Pero, ¿y el Espíritu? ¿Cómo imaginarlo? Hablando con Nicodemo,
Jesús le dice: «El viento sopla donde quiere y oyes su voz pero no sabes
de dónde viene ni adónde va. Así es todo el que ha nacido del Espíritu». ¿Cómo
explicar esto al hombre de hoy? ¿Qué significa nacer del Espíritu?
La crisis de interioridad, típica de nuestro tiempo, y
diagnosticada con tanta precisión por el filósofo Sciacca, ha dejado al hombre
inerme ante sí mismo. No se conoce, no sabe quedarse solo y pensar, le abruma
el silencio. Los jóvenes no saben vivir sin cascos ni auriculares, convertidos
en apéndices necesarios de su naturaleza. Viven en una permanente extroversión
de sí mismos y absorbidos por los
móviles, tablets y playstations. ¿Cómo hacerles sensibles a su mundo interior,
a su espíritu? ¿Cómo educarles en la espiritualidad? ¿Qué les sugiere esta
palabra?
En la teología de san Pablo se distingue entre el «espíritu» del
hombre y el «Espíritu» de Dios, la tercera persona de la Trinidad. Según su
pensamiento, el hombre, en cuanto ser espiritual, está preparado para recibir
el Espíritu de Dios, pero necesita hacerse consciente de su propio espíritu, descubrir
su propio «hombre interior» donde habita la verdad. Y sabemos que esto no lo
favorece nuestra cultura y sociedad. Hagamos la prueba y preguntemos a los
chicos qué saben de sí mismos, de su realidad interior. La respuesta es el
silencio. Al menos, esa es mi experiencia.

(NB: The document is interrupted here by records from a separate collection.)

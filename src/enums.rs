use std::fmt;
use std::str::FromStr;

use serde::{Deserialize, Serialize};

use crate::error::AppError;

// ─── Plan ────────────────────────────────────────────────────────────

/// Subscription tiers. The tier decides the link quota, the wallet
/// discount shown in notifications and whether stock alerts are sent.
#[derive(Debug, Clone, Copy, PartialEq, Eq, Hash, Serialize, Deserialize)]
pub enum Plan {
    Free,
    Basic,
    Pro,
}

impl Plan {
    /// Canonical string stored in the database.
    pub fn as_str(&self) -> &'static str {
        match self {
            Plan::Free => "plan_free",
            Plan::Basic => "plan_basic",
            Plan::Pro => "plan_pro",
        }
    }

    /// Stock counts in restock alerts are a Pro perk.
    pub fn shows_stock_counts(&self) -> bool {
        matches!(self, Plan::Pro)
    }
}

impl FromStr for Plan {
    type Err = AppError;

    fn from_str(s: &str) -> Result<Self, Self::Err> {
        match s {
            "plan_free" => Ok(Plan::Free),
            "plan_basic" => Ok(Plan::Basic),
            "plan_pro" => Ok(Plan::Pro),
            other => Err(AppError::InvalidInput(format!("Unknown plan: {}", other))),
        }
    }
}

impl fmt::Display for Plan {
    fn fmt(&self, f: &mut fmt::Formatter<'_>) -> fmt::Result {
        f.write_str(self.as_str())
    }
}

// ─── NotifyRule ──────────────────────────────────────────────────────

/// Per-product notification rule. Stored as a nullable (mode, value)
/// column pair; absent mode means "notify on any change".
#[derive(Debug, Clone, Copy, PartialEq, Eq)]
pub enum NotifyRule {
    /// Any price or availability change notifies.
    AllChanges,
    /// Notify only when the price dropped by at least this percent.
    PercentDrop(i64),
    /// Notify only when the price is at or below this absolute value.
    Threshold(i64),
}

impl NotifyRule {
    /// Decode the stored column pair. A recognisable mode with a missing
    /// or nonsensical value degrades to `AllChanges` with a warning, so a
    /// malformed rule can never take down a cycle.
    pub fn from_columns(mode: Option<&str>, value: Option<i64>) -> NotifyRule {
        match (mode, value) {
            (None, _) => NotifyRule::AllChanges,
            (Some("percent"), Some(v)) if (1..=100).contains(&v) => NotifyRule::PercentDrop(v),
            (Some("threshold"), Some(v)) if v > 0 => NotifyRule::Threshold(v),
            (Some(other), v) => {
                tracing::warn!("Malformed notify rule (mode={}, value={:?}), treating as all-changes", other, v);
                NotifyRule::AllChanges
            }
        }
    }

    /// Encode back into the column pair.
    pub fn to_columns(&self) -> (Option<&'static str>, Option<i64>) {
        match self {
            NotifyRule::AllChanges => (None, None),
            NotifyRule::PercentDrop(v) => (Some("percent"), Some(*v)),
            NotifyRule::Threshold(v) => (Some("threshold"), Some(*v)),
        }
    }
}

// ─── SortMode ────────────────────────────────────────────────────────

/// Preferred ordering of a user's product listing.
#[derive(Debug, Clone, Copy, PartialEq, Eq, Serialize, Deserialize)]
pub enum SortMode {
    Updated,
    Savings,
}

impl SortMode {
    pub fn as_str(&self) -> &'static str {
        match self {
            SortMode::Updated => "updated",
            SortMode::Savings => "savings",
        }
    }
}

impl FromStr for SortMode {
    type Err = AppError;

    fn from_str(s: &str) -> Result<Self, Self::Err> {
        match s {
            "updated" => Ok(SortMode::Updated),
            "savings" => Ok(SortMode::Savings),
            other => Err(AppError::InvalidInput(format!("Unknown sort mode: {}", other))),
        }
    }
}

// ─── NotificationKind ────────────────────────────────────────────────

/// What a reconciliation decided to tell the user about.
#[derive(Debug, Clone, PartialEq, Eq)]
pub enum NotificationKind {
    /// Price moved and the product's rule matched.
    PriceChange {
        old_price: i64,
        new_price: i64,
    },
    /// Stock went from zero to positive. Always eligible.
    Restock {
        qty: i64,
        price: i64,
    },
    /// Stock went from positive to zero.
    OutOfStock,
}

impl fmt::Display for NotificationKind {
    fn fmt(&self, f: &mut fmt::Formatter<'_>) -> fmt::Result {
        match self {
            NotificationKind::PriceChange { .. } => f.write_str("price_change"),
            NotificationKind::Restock { .. } => f.write_str("restock"),
            NotificationKind::OutOfStock => f.write_str("out_of_stock"),
        }
    }
}

#[cfg(test)]
mod tests {
    use super::*;

    #[test]
    fn plan_roundtrip() {
        for plan in [Plan::Free, Plan::Basic, Plan::Pro] {
            assert_eq!(plan.as_str().parse::<Plan>().unwrap(), plan);
        }
        assert!("plan_gold".parse::<Plan>().is_err());
    }

    #[test]
    fn notify_rule_from_columns() {
        assert_eq!(NotifyRule::from_columns(None, None), NotifyRule::AllChanges);
        assert_eq!(NotifyRule::from_columns(None, Some(10)), NotifyRule::AllChanges);
        assert_eq!(NotifyRule::from_columns(Some("percent"), Some(15)), NotifyRule::PercentDrop(15));
        assert_eq!(NotifyRule::from_columns(Some("threshold"), Some(900)), NotifyRule::Threshold(900));
    }

    #[test]
    fn malformed_rule_degrades_to_all_changes() {
        assert_eq!(NotifyRule::from_columns(Some("percent"), None), NotifyRule::AllChanges);
        assert_eq!(NotifyRule::from_columns(Some("percent"), Some(0)), NotifyRule::AllChanges);
        assert_eq!(NotifyRule::from_columns(Some("percent"), Some(101)), NotifyRule::AllChanges);
        assert_eq!(NotifyRule::from_columns(Some("threshold"), Some(-5)), NotifyRule::AllChanges);
        assert_eq!(NotifyRule::from_columns(Some("bogus"), Some(3)), NotifyRule::AllChanges);
    }
}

Vuelvo al comienzo de mi reflexión. Entonces, ¿hay que renunciar a
hablar del Espíritu Santo? En absoluto; pero necesitamos una pedagogía
especial. Cuando Jesús habla de él, lo presenta como «paráclito», el que viene
en nuestra ayuda; «consolador», que alivia nuestra orfandad vital; lo llama
«espíritu de la Verdad». ¿Qué haríamos sin él? Pero advierte también que el «mundo»
—en cuanto estructura de pecado— no lo ve ni lo conoce.
No seamos ingenuos: para conocer al Espíritu Santo y recibirlo, hay
que estar prevenidos y saber que hay una poderosa oposición al Espíritu por
parte de las estructuras pecaminosas de este mundo, la misma oposición que hay
frente a Cristo. La Iglesia, los obispos, y los cristianos debemos hablar del Espíritu,
pero la mejor pedagogía es vivir de él y en él, de modo que nuestra vida sea de
hecho espiritual, significativa de su verdad y belleza, porque para eso ha
venido: para hacernos «espirituales» (no ñoños, ni simplemente piadosos).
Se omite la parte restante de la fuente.